Work task: Take the lines below beginning at the line that has "mod memory;" and stopping after the line that has "raster is georeferenced.", and print them exactly as they are, with no other lines.

Stored records
==================================================
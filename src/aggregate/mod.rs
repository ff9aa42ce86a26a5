//! Turning per-chip detections into one global detection set.

mod mask;
mod merge;
mod reproject;

pub use mask::{MaskGeometry, MaskPolygon, filter_by_mask};
pub use merge::{MergeOutcome, MergedDetection, SkippedDetection, merge_detections};
pub use reproject::{Footprint, GlobalDetection, footprint, reproject};
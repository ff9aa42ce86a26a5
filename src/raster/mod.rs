//! Read-only raster sources.
//!
//! A [`RasterSource`] is shared by every chip worker, so implementations
//! must be `Send + Sync` and never mutate on read.

mod geotiff;
mod loader;
mod memory;
mod mosaic;
mod transform;
mod world_file;

pub use geotiff::{GeoTags, is_tiff, read_geotiff_transform};
pub use loader::{load_raster, load_rasters};
pub use memory::InMemoryRaster;
pub use mosaic::Mosaic;
pub use transform::GeoTransform;
pub use world_file::{find_world_file, parse_world_file, read_world_file};

use crate::error::{Error, Result};

/// A rectangular block of pixels inside a raster.
#[derive(Debug, Clone, Copy, PartialEq, Eq)]
pub struct Region {
    /// First row.
    pub row: usize,
    /// First column.
    pub col: usize,
    /// Number of rows.
    pub rows: usize,
    /// Number of columns.
    pub cols: usize,
}

impl Region {
    /// Create a region.
    pub const fn new(row: usize, col: usize, rows: usize, cols: usize) -> Self {
        Self {
            row,
            col,
            rows,
            cols,
        }
    }

    /// Number of pixels in the region.
    pub const fn len(&self) -> usize {
        self.rows * self.cols
    }

    /// Whether the region holds no pixels.
    pub const fn is_empty(&self) -> bool {
        self.rows == 0 || self.cols == 0
    }

    /// Fail unless the region lies inside a `height x width` raster.
    pub fn check_within(&self, height: usize, width: usize) -> Result<()> {
        if self.row + self.rows > height || self.col + self.cols > width {
            return Err(Error::RegionOutOfBounds {
                row: self.row,
                row_end: self.row + self.rows,
                col: self.col,
                col_end: self.col + self.cols,
                height,
                width,
            });
        }
        Ok(())
    }
}

/// An addressable multi-band pixel grid.
pub trait RasterSource: Send + Sync {
    /// Width in pixels.
    fn width(&self) -> usize;

    /// Height in pixels.
    fn height(&self) -> usize;

    /// Number of bands.
    fn band_count(&self) -> usize;

    /// Pixel-to-geographic transform, if the raster is georeferenced.
    fn geo_transform(&self) -> Option<GeoTransform>;

    /// Read one band of `region` into `out` (row-major, `region.cols` stride).
    ///
    /// `region` must lie inside the raster and `out` must hold exactly
    /// `region.len()` values.
    fn read_region(&self, region: Region, band: usize, out: &mut [u8]) -> Result<()>;
}

#[cfg(test)]
mod tests {
    use super::*;

    #[test]
    fn test_region_bounds() {
        assert!(Region::new(0, 0, 10, 10).check_within(10, 10).is_ok());
        assert!(Region::new(5, 0, 6, 10).check_within(10, 10).is_err());
        assert!(Region::new(0, 0, 0, 3).is_empty());
        assert_eq!(Region::new(1, 2, 3, 4).len(), 12);
    }
}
==================================================
Answer to the exercise:
mod memory;
mod mosaic;
mod transform;
mod world_file;

pub use geotiff::{GeoTags, is_tiff, read_geotiff_transform};
pub use loader::{load_raster, load_rasters};
pub use memory::InMemoryRaster;
pub use mosaic::Mosaic;
pub use transform::GeoTransform;
pub use world_file::{find_world_file, parse_world_file, read_world_file};

use crate::error::{Error, Result};

/// A rectangular block of pixels inside a raster.
#[derive(Debug, Clone, Copy, PartialEq, Eq)]
pub struct Region {
    /// First row.
    pub row: usize,
    /// First column.
    pub col: usize,
    /// Number of rows.
    pub rows: usize,
    /// Number of columns.
    pub cols: usize,
}

impl Region {
    /// Create a region.
    pub const fn new(row: usize, col: usize, rows: usize, cols: usize) -> Self {
        Self {
            row,
            col,
            rows,
            cols,
        }
    }

    /// Number of pixels in the region.
    pub const fn len(&self) -> usize {
        self.rows * self.cols
    }

    /// Whether the region holds no pixels.
    pub const fn is_empty(&self) -> bool {
        self.rows == 0 || self.cols == 0
    }

    /// Fail unless the region lies inside a `height x width` raster.
    pub fn check_within(&self, height: usize, width: usize) -> Result<()> {
        if self.row + self.rows > height || self.col + self.cols > width {
            return Err(Error::RegionOutOfBounds {
                row: self.row,
                row_end: self.row + self.rows,
                col: self.col,
                col_end: self.col + self.cols,
                height,
                width,
            });
        }
        Ok(())
    }
}

/// An addressable multi-band pixel grid.
pub trait RasterSource: Send + Sync {
    /// Width in pixels.
    fn width(&self) -> usize;

    /// Height in pixels.
    fn height(&self) -> usize;

    /// Number of bands.
    fn band_count(&self) -> usize;

    /// Pixel-to-geographic transform, if the raster is georeferenced.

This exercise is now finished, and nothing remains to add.